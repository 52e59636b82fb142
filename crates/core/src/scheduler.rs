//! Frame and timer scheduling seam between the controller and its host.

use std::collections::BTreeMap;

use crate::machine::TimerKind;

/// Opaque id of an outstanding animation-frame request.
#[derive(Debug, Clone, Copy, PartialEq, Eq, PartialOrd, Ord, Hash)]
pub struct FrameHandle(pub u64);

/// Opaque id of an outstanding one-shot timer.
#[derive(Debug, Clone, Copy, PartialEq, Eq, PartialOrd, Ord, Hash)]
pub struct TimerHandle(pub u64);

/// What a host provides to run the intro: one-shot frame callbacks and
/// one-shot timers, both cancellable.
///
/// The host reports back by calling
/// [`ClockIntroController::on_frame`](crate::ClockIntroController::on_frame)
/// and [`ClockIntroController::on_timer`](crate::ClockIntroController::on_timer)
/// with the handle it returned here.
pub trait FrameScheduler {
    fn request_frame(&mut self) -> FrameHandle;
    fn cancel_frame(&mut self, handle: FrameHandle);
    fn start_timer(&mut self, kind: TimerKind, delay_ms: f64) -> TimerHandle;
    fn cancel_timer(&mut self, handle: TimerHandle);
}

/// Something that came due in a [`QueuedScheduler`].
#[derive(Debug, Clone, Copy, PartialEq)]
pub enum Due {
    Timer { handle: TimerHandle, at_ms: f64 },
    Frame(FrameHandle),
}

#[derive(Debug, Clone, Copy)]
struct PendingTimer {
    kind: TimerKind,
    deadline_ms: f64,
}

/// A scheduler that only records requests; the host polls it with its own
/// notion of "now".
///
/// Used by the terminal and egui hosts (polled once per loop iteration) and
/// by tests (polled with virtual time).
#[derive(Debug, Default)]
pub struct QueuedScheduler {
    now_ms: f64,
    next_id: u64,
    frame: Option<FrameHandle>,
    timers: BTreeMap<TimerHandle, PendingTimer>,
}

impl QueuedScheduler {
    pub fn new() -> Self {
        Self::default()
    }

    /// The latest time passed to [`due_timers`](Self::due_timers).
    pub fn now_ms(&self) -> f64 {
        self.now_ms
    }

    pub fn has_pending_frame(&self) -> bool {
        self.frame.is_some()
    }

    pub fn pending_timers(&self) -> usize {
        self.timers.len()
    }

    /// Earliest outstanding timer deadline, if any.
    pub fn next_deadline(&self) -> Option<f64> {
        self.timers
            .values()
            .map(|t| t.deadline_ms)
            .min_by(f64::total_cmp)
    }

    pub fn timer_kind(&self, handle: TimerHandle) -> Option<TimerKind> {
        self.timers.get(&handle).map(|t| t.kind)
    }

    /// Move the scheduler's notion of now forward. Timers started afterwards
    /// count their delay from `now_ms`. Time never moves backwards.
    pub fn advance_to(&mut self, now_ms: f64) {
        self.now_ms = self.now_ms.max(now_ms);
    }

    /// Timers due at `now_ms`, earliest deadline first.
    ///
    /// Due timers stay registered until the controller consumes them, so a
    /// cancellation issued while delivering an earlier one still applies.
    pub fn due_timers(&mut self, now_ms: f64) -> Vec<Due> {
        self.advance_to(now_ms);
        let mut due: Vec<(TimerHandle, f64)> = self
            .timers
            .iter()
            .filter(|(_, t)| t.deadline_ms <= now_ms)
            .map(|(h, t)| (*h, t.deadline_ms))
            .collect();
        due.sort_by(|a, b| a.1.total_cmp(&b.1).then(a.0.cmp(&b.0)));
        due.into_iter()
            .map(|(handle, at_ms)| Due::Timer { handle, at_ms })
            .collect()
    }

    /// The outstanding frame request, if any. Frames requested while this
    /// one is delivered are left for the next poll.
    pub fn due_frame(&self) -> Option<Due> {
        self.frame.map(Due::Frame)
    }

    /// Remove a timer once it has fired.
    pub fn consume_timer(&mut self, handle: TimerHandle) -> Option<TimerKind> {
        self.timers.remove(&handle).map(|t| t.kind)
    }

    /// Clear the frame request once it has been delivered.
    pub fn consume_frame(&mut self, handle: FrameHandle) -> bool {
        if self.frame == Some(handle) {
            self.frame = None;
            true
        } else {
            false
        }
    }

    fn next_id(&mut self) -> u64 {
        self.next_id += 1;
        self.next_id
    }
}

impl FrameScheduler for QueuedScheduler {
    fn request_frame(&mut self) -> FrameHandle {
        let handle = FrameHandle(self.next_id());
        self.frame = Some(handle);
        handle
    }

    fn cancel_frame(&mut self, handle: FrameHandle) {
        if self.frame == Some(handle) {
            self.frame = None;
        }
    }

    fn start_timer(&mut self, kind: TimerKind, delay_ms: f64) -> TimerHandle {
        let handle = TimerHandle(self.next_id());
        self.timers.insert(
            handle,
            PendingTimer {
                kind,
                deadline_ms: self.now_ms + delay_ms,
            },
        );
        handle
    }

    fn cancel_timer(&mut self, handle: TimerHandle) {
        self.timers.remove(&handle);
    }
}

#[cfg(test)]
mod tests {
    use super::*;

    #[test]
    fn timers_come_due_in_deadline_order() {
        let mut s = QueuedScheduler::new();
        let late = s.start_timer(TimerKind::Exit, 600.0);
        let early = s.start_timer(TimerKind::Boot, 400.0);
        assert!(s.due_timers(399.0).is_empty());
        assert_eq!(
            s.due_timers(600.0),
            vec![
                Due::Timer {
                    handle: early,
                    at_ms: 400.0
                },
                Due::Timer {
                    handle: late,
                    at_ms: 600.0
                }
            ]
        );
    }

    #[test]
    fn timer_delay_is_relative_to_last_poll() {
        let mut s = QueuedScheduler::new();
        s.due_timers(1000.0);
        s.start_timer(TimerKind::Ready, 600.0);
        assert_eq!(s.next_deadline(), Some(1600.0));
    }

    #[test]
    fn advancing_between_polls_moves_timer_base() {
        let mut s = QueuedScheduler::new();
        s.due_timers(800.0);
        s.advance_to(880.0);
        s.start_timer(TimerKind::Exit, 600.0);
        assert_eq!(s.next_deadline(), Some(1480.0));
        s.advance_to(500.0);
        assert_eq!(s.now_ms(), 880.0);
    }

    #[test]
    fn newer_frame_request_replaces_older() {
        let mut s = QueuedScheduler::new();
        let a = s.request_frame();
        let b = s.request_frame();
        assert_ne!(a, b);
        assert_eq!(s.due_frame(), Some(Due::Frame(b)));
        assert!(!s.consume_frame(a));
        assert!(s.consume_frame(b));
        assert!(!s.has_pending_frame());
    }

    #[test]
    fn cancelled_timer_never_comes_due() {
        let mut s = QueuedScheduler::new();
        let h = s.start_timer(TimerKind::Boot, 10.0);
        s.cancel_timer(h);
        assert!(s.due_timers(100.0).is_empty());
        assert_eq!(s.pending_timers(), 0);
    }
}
= = = = =
▶ HOW TO COMPLETE THIS TASK: Scan the records for the string "Boot". Copy each line in which it appears.

▶ YOUR RESPONSE:
        let early = s.start_timer(TimerKind::Boot, 400.0);
        let h = s.start_timer(TimerKind::Boot, 10.0);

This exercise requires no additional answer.